Article at-a-glance:

  • Testosterone is the major sex hormone in men.
  • As men age testosterone naturally increases; however, men’s testosterone is declining at younger and younger ages.
  • Low testosterone (Low T) causes lots of health problems, including decreased sex drive and energy, depression, muscle loss, poor memory, and increases heart disease, diabetes and osteoporosis risk.

by Dr. John Neustadt

Testosterone is the major sex and anabolic hormone in men. Testosterone orchestrates the normal development and function of the genitals, is crucial for building stronger bones, creating muscle and increasing strength, facial and body hair. Testosterone increases sex drive, promotes fat burning, is required for memory and heart health, and is involved in producing red blood cells and sperm.  In other words, it’s crucial for feeling our best. That’s why getting your testosterone tested is so important. 

Testosterone increases in boys during puberty and then begins to slowly decline in men around 40 years old, at a rate of about 1% a year. By age 80, more than 50% of men will have low testosterone. Studies show that 38% of the men going to doctors have low testosterone.

As men age the natural decrease in testosterone is called andropause, which, like menopause in women, can cause uncomfortable symptoms, decreased quality of life and increase the risk of certain diseases like heart disease and osteoporosis. Recent research, however, shows that many more men, and at younger ages, are at risk for low testosterone (low T). 

Testosterone levels are steadily falling in American men. Scientists first noticed this in 2007, when a study of over 1500 men reported a decline in testosterone levels between 1987 and 2004 that could not be attributed to age, weight, illness or lifestyle. Other studies since then have confirmed the trend. This decline is in addition to the steady, slow loss of testosterone that inevitably occurs with aging, putting more men than ever at risk.

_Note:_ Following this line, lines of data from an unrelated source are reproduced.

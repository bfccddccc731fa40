use axum::{extract::MatchedPath, routing::get, Router};
use tokio::signal;
use tower_http::{cors::CorsLayer, trace::TraceLayer};
use utoipa::OpenApi;
use utoipa_swagger_ui::SwaggerUi;

use crate::state::AppState;
use crate::{auth, doc::ApiDoc, users};

const SIGN_IN_PREFIX: &str = "/signIn/";

/// Path for request logs. Sign-in credentials ride in the URL, so everything
/// after the login segment is masked.
fn redact_path(path: &str) -> String {
    match path.strip_prefix(SIGN_IN_PREFIX) {
        Some(rest) => {
            let login = rest.split('/').next().unwrap_or_default();
            if rest.len() > login.len() {
                format!("{SIGN_IN_PREFIX}{login}/***")
            } else {
                path.to_string()
            }
        }
        None => path.to_string(),
    }
}

pub fn build_app(state: AppState) -> Router {
    Router::new()
        .merge(users::router())
        .merge(auth::router())
        .route("/health", get(|| async { "ok" }))
        .with_state(state)
        .merge(SwaggerUi::new("/api").url("/api-docs/openapi.json", ApiDoc::openapi()))
        .layer(CorsLayer::permissive())
        .layer(
            TraceLayer::new_for_http()
                .make_span_with(|req: &axum::http::Request<_>| {
                    let method = req.method().clone();
                    // Route template when matched, never the raw URI.
                    let path = req
                        .extensions()
                        .get::<MatchedPath>()
                        .map(|p| p.as_str().to_string())
                        .unwrap_or_else(|| redact_path(req.uri().path()));
                    tracing::info_span!("http_request", %method, %path, status = tracing::field::Empty)
                })
                .on_response(
                    |res: &axum::http::Response<_>,
                     _latency: std::time::Duration,
                     span: &tracing::Span| {
                        let status = res.status();
                        span.record("status", tracing::field::display(status));
                        if status.is_server_error() {
                            tracing::error!(%status, "response");
                        } else {
                            tracing::info!(%status, "response");
                        }
                    },
                ),
        )
}

/// Serves until Ctrl-C or SIGTERM, then closes the store.
pub async fn serve(state: AppState) -> anyhow::Result<()> {
    let addr = state.config.bind_addr()?;
    let app = build_app(state.clone());

    tracing::info!("listening on {}", addr);
    let listener = tokio::net::TcpListener::bind(addr).await?;
    axum::serve(listener, app)
        .with_graceful_shutdown(shutdown_signal())
        .await?;

    state.close().await;
    tracing::info!("store closed; bye");
    Ok(())
}

async fn shutdown_signal() {
    let ctrl_c = async {
        if let Err(e) = signal::ctrl_c().await {
            tracing::error!(error = %e, "failed to listen for ctrl-c");
        }
    };

    #[cfg(unix)]
    let terminate = async {
        match signal::unix::signal(signal::unix::SignalKind::terminate()) {
            Ok(mut sig) => {
                sig.recv().await;
            }
            Err(e) => {
                tracing::error!(error = %e, "failed to install SIGTERM handler");
                std::future::pending::<()>().await;
            }
        }
    };

    #[cfg(not(unix))]
    let terminate = std::future::pending::<()>();

    tokio::select! {
        _ = ctrl_c => {},
        _ = terminate => {},
    }
    tracing::info!("shutdown signal received");
}
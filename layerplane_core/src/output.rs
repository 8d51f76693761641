// Copyright 2026 the Layerplane Authors
// SPDX-License-Identifier: Apache-2.0 OR MIT

//! Display identification.
//!
//! [`DisplayId`] is a lightweight handle identifying one physical or virtual
//! display. Callers assign these; the planner treats them as opaque.

use core::fmt;

/// Identifies a specific display.
///
/// Each display owns an independent plane budget and statistics, so the id is
/// carried through trace events and collaborator calls without being
/// interpreted.
#[derive(Clone, Copy, PartialEq, Eq, PartialOrd, Ord, Hash, Default)]
pub struct DisplayId(pub u32);

impl fmt::Debug for DisplayId {
    fn fmt(&self, f: &mut fmt::Formatter<'_>) -> fmt::Result {
        write!(f, "DisplayId({})", self.0)
    }
}

impl fmt::Display for DisplayId {
    fn fmt(&self, f: &mut fmt::Formatter<'_>) -> fmt::Result {
        write!(f, "display-{}", self.0)
    }
}
// Copyright 2026 the Layerplane Authors
// SPDX-License-Identifier: Apache-2.0 OR MIT

//! Composition kinds.

/// How a layer is (or should be) composited.
///
/// The same type is used for the upstream hint and for the planner's final
/// verdict, although the planner only ever writes [`Client`](Self::Client) or
/// [`Device`](Self::Device).
#[derive(Clone, Copy, Debug, Default, PartialEq, Eq, Hash)]
pub enum CompositionKind {
    /// Not yet classified.
    #[default]
    Invalid,
    /// Merged into the shared GPU-composited client target.
    Client,
    /// Scanned out directly by a dedicated hardware plane.
    Device,
    /// Solid fill produced by the display controller.
    SolidColor,
    /// Cursor plane content.
    Cursor,
    /// Content streamed from a sideband source.
    Sideband,
    /// Display decoration (rounded-corner masks and similar).
    ///
    /// The planner cannot reason about these and rejects the whole pass.
    DisplayDecoration,
}

impl CompositionKind {
    /// Returns `true` for the kinds a dedicated hardware plane can take.
    #[must_use]
    pub const fn is_plane_capable(self) -> bool {
        matches!(self, Self::Device | Self::Cursor)
    }

    /// Returns `true` for kinds the planner refuses to plan around.
    #[must_use]
    pub const fn is_unsupported(self) -> bool {
        matches!(self, Self::DisplayDecoration)
    }
}

#[cfg(test)]
mod tests {
    use super::*;

    #[test]
    fn only_device_and_cursor_are_plane_capable() {
        let capable = [CompositionKind::Device, CompositionKind::Cursor];
        for kind in [
            CompositionKind::Invalid,
            CompositionKind::Client,
            CompositionKind::Device,
            CompositionKind::SolidColor,
            CompositionKind::Cursor,
            CompositionKind::Sideband,
            CompositionKind::DisplayDecoration,
        ] {
            assert_eq!(
                kind.is_plane_capable(),
                capable.contains(&kind),
                "wrong capability for {kind:?}"
            );
        }
    }
}
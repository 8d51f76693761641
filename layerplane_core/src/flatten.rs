// Copyright 2026 the Layerplane Authors
// SPDX-License-Identifier: Apache-2.0 OR MIT

//! Flattening eligibility from frame content signatures.
//!
//! A static frame does not need a fresh plane assignment: the planner can
//! hand the whole stack to the client target once and let it be reused. The
//! [`FlatteningTracker`] decides when that shortcut applies by comparing a
//! signature of every layer's inputs against the previous frame.

use core::hash::{Hash, Hasher};

use crate::layer::Layer;

const FNV_OFFSET: u64 = 0xcbf2_9ce4_8422_2325;
const FNV_PRIME: u64 = 0x0000_0100_0000_01b3;

/// 64-bit FNV-1a, enough to tell consecutive frames apart.
#[derive(Debug)]
struct SignatureHasher(u64);

impl Hasher for SignatureHasher {
    fn finish(&self) -> u64 {
        self.0
    }

    fn write(&mut self, bytes: &[u8]) {
        for b in bytes {
            self.0 ^= u64::from(*b);
            self.0 = self.0.wrapping_mul(FNV_PRIME);
        }
    }
}

/// Computes the content signature of a layer stack.
///
/// Only planner inputs take part; decision fields written by a previous pass
/// do not change the signature.
#[must_use]
pub fn content_signature(layers: &[Layer]) -> u64 {
    let mut h = SignatureHasher(FNV_OFFSET);
    layers.len().hash(&mut h);
    for layer in layers {
        layer.hint.hash(&mut h);
        layer.display_frame.hash(&mut h);
        layer.requires_scaling_or_phasing.hash(&mut h);
        layer.is_video.hash(&mut h);
        layer.usable_as_device.hash(&mut h);
    }
    h.finish()
}

/// Tracks the previous frame's signature for one display.
#[derive(Clone, Copy, Debug)]
pub struct FlatteningTracker {
    enabled: bool,
    last_signature: Option<u64>,
}

impl Default for FlatteningTracker {
    fn default() -> Self {
        Self::new()
    }
}

impl FlatteningTracker {
    /// Creates an enabled tracker with no history.
    #[must_use]
    pub const fn new() -> Self {
        Self {
            enabled: true,
            last_signature: None,
        }
    }

    /// Creates a tracker that never reports eligibility.
    #[must_use]
    pub const fn disabled() -> Self {
        Self {
            enabled: false,
            last_signature: None,
        }
    }

    /// Returns `true` if the tracker can report eligibility.
    #[must_use]
    pub const fn is_enabled(&self) -> bool {
        self.enabled
    }

    /// Records this frame's layers and reports whether it may be flattened.
    ///
    /// A frame is eligible when its signature matches the previous frame or
    /// when it has at most one layer.
    pub fn observe(&mut self, layers: &[Layer]) -> bool {
        if !self.enabled {
            return false;
        }
        let signature = content_signature(layers);
        let unchanged = self.last_signature == Some(signature);
        self.last_signature = Some(signature);
        unchanged || layers.len() <= 1
    }

    /// Forgets the previous frame, so the next frame is never "unchanged".
    pub fn reset(&mut self) {
        self.last_signature = None;
    }
}

#[cfg(test)]
mod tests {
    use super::*;
    use crate::layer::{CompositionKind, IntRect};
    use alloc::vec::Vec;

    fn stack(n: i32) -> Vec<Layer> {
        (0..n)
            .map(|i| Layer::new(IntRect::new(0, 0, 10 * (i + 1), 10)))
            .collect()
    }

    #[test]
    fn first_frame_is_not_eligible() {
        let mut t = FlatteningTracker::new();
        assert!(!t.observe(&stack(3)));
    }

    #[test]
    fn repeated_frame_is_eligible() {
        let mut t = FlatteningTracker::new();
        let layers = stack(3);
        t.observe(&layers);
        assert!(t.observe(&layers));
    }

    #[test]
    fn changed_geometry_breaks_eligibility() {
        let mut t = FlatteningTracker::new();
        let mut layers = stack(3);
        t.observe(&layers);
        layers[1].display_frame.right += 1;
        assert!(!t.observe(&layers));
        assert!(t.observe(&layers));
    }

    #[test]
    fn changed_hint_breaks_eligibility() {
        let mut t = FlatteningTracker::new();
        let mut layers = stack(2);
        t.observe(&layers);
        layers[0].hint = CompositionKind::Client;
        assert!(!t.observe(&layers));
    }

    #[test]
    fn single_layer_is_always_eligible() {
        let mut t = FlatteningTracker::new();
        assert!(t.observe(&stack(1)));
        assert!(t.observe(&[]));
    }

    #[test]
    fn disabled_tracker_never_flattens() {
        let mut t = FlatteningTracker::disabled();
        let layers = stack(1);
        assert!(!t.observe(&layers));
        assert!(!t.observe(&layers));
    }

    #[test]
    fn reset_forgets_history() {
        let mut t = FlatteningTracker::new();
        let layers = stack(4);
        t.observe(&layers);
        t.reset();
        assert!(!t.observe(&layers));
    }
}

While there is still a lot to learn about why men’s testosterone is declining at younger and younger ages, one potential cause researchers point to is the massive increases in toxic chemicals in our environment. Many of these chemicals are endocrine disruptors that block and interfere with hormones. 

Whatever the causes, a decline in healthy testosterone causes or contributes to lots of problems:

  • Anemia
  • Cardiovascular disease
  • Chronic obstructive pulmonary disease (COPD)
  • Chronic kidney disease (CKD)
  • Decreased memory 
  • Decreased motivation
  • Decreased self-confidence 
  • Depression
  • Diabetes
  • Erectile dysfunction 
  • Fatigue
  • Frailty
  • Infertility 
  • Insomnia
  • Irritability
  • Lethargy
  • Low sperm counts
  • Memory loss
  • Muscle loss (sarcopenia) 
  • Obesity
  • Osteoporosis
  • Weakness

Since testosterone is so important, and since symptoms of deficiency are not always obvious, it’s important to get your testosterone checked. Testing is important for tracking levels over time and should particularly be considered if your experiencing any of the following issues.

When Your Memory Isn’t As Sharp As It Used To Be

Memory lapses happen to us all, but as we age the frequency can increase. We might misplace our keys, forget where we parked the car in a large parking lot, and find our ability to retrieve information—such as names, phone numbers, or appointment times—takes longer. Memory, attention, language and spatial skills all decline as we age. Low testosterone levels can contribute to this memory impairment. 

This is not surprising when we consider that receptors for male hormones are found in the regions in the brain involved in memory and learning. Low levels of testosterone in healthy older men have been correlated with poor performance on some cognitive tests. Testosterone might even help protect the brain from Alzheimer’s disease, since it can inhibit the protein, b-amyloid, that forms the plaques commonly found in Alzheimer’s disease. Higher levels of free testosterone in men have been correlated with better spatial abilities and better memory, particularly as we age.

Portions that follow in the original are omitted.